_Problem statement_
Print out the records that follow, exactly and completely.

_Records for the task_

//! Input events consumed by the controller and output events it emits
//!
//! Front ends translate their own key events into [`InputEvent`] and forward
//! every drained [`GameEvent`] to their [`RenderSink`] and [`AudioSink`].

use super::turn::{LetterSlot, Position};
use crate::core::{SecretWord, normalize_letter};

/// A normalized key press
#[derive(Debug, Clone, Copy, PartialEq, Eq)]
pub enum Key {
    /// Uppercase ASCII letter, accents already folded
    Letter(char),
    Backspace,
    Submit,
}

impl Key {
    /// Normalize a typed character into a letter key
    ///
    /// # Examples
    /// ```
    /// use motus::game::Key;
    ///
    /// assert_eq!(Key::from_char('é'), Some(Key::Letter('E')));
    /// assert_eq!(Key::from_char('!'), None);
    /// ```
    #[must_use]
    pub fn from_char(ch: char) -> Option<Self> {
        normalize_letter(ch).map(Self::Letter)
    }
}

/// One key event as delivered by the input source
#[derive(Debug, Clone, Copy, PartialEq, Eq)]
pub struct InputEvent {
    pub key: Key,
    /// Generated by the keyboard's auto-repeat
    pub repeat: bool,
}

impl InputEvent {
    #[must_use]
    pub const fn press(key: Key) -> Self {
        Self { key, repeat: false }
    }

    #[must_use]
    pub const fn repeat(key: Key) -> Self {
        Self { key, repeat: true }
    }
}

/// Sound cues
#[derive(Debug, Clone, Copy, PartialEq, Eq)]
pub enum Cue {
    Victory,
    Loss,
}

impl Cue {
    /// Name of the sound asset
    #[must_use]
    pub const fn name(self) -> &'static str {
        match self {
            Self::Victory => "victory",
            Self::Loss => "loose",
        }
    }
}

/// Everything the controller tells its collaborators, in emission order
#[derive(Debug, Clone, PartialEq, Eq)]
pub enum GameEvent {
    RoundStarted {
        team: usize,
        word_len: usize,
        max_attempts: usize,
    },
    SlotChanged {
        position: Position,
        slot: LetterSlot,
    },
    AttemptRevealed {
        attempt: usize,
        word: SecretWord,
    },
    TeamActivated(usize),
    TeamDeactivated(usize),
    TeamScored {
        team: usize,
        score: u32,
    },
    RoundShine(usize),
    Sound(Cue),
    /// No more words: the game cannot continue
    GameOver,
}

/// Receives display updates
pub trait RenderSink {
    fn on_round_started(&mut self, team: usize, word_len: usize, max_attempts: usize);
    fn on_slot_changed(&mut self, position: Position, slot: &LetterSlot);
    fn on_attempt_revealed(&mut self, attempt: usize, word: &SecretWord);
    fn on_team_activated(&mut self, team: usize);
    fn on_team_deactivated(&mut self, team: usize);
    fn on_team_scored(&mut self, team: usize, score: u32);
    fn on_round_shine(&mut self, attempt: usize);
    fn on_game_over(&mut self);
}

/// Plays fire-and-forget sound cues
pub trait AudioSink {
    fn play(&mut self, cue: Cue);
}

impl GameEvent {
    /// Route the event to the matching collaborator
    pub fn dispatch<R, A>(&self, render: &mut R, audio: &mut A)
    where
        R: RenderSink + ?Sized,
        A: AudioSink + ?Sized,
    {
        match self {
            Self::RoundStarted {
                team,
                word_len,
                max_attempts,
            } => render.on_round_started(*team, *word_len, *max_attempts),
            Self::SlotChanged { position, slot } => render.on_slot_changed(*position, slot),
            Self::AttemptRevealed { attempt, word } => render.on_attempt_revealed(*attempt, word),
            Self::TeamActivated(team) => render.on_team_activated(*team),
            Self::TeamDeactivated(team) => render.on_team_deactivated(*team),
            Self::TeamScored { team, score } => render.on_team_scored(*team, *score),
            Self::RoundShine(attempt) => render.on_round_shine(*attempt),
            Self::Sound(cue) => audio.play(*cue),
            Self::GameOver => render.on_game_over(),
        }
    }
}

_Result_
//! Input events consumed by the controller and output events it emits
//!
//! Front ends translate their own key events into [`InputEvent`] and forward
//! every drained [`GameEvent`] to their [`RenderSink`] and [`AudioSink`].

use super::turn::{LetterSlot, Position};
use crate::core::{SecretWord, normalize_letter};

/// A normalized key press
#[derive(Debug, Clone, Copy, PartialEq, Eq)]
pub enum Key {
    /// Uppercase ASCII letter, accents already folded
    Letter(char),
    Backspace,
    Submit,
}

impl Key {
    /// Normalize a typed character into a letter key
    ///
    /// # Examples
    /// ```
    /// use motus::game::Key;
    ///
    /// assert_eq!(Key::from_char('é'), Some(Key::Letter('E')));
    /// assert_eq!(Key::from_char('!'), None);
    /// ```
    #[must_use]
    pub fn from_char(ch: char) -> Option<Self> {
        normalize_letter(ch).map(Self::Letter)
    }
}

/// One key event as delivered by the input source
#[derive(Debug, Clone, Copy, PartialEq, Eq)]
pub struct InputEvent {
    pub key: Key,
    /// Generated by the keyboard's auto-repeat
    pub repeat: bool,
}

impl InputEvent {
    #[must_use]
    pub const fn press(key: Key) -> Self {
        Self { key, repeat: false }
    }

    #[must_use]
    pub const fn repeat(key: Key) -> Self {
        Self { key, repeat: true }
    }
}

/// Sound cues
#[derive(Debug, Clone, Copy, PartialEq, Eq)]
pub enum Cue {
    Victory,
    Loss,
}

impl Cue {
    /// Name of the sound asset
    #[must_use]
    pub const fn name(self) -> &'static str {
        match self {
            Self::Victory => "victory",
            Self::Loss => "loose",
        }
    }
}

/// Everything the controller tells its collaborators, in emission order
#[derive(Debug, Clone, PartialEq, Eq)]
pub enum GameEvent {
    RoundStarted {
        team: usize,
        word_len: usize,
        max_attempts: usize,
    },
    SlotChanged {
        position: Position,
        slot: LetterSlot,
    },
    AttemptRevealed {
        attempt: usize,
        word: SecretWord,
    },
    TeamActivated(usize),
    TeamDeactivated(usize),
    TeamScored {
        team: usize,
        score: u32,
    },
    RoundShine(usize),
    Sound(Cue),
    /// No more words: the game cannot continue
    GameOver,
}

/// Receives display updates
pub trait RenderSink {
    fn on_round_started(&mut self, team: usize, word_len: usize, max_attempts: usize);
    fn on_slot_changed(&mut self, position: Position, slot: &LetterSlot);
    fn on_attempt_revealed(&mut self, attempt: usize, word: &SecretWord);
    fn on_team_activated(&mut self, team: usize);
    fn on_team_deactivated(&mut self, team: usize);
    fn on_team_scored(&mut self, team: usize, score: u32);
    fn on_round_shine(&mut self, attempt: usize);
    fn on_game_over(&mut self);
}

/// Plays fire-and-forget sound cues
pub trait AudioSink {
    fn play(&mut self, cue: Cue);
}

impl GameEvent {
    /// Route the event to the matching collaborator
    pub fn dispatch<R, A>(&self, render: &mut R, audio: &mut A)
    where
        R: RenderSink + ?Sized,
        A: AudioSink + ?Sized,
    {
        match self {
            Self::RoundStarted {
                team,
                word_len,
                max_attempts,
            } => render.on_round_started(*team, *word_len, *max_attempts),
            Self::SlotChanged { position, slot } => render.on_slot_changed(*position, slot),
            Self::AttemptRevealed { attempt, word } => render.on_attempt_revealed(*attempt, word),
            Self::TeamActivated(team) => render.on_team_activated(*team),
            Self::TeamDeactivated(team) => render.on_team_deactivated(*team),
            Self::TeamScored { team, score } => render.on_team_scored(*team, *score),
            Self::RoundShine(attempt) => render.on_round_shine(*attempt),
            Self::Sound(cue) => audio.play(*cue),
            Self::GameOver => render.on_game_over(),
        }
    }
}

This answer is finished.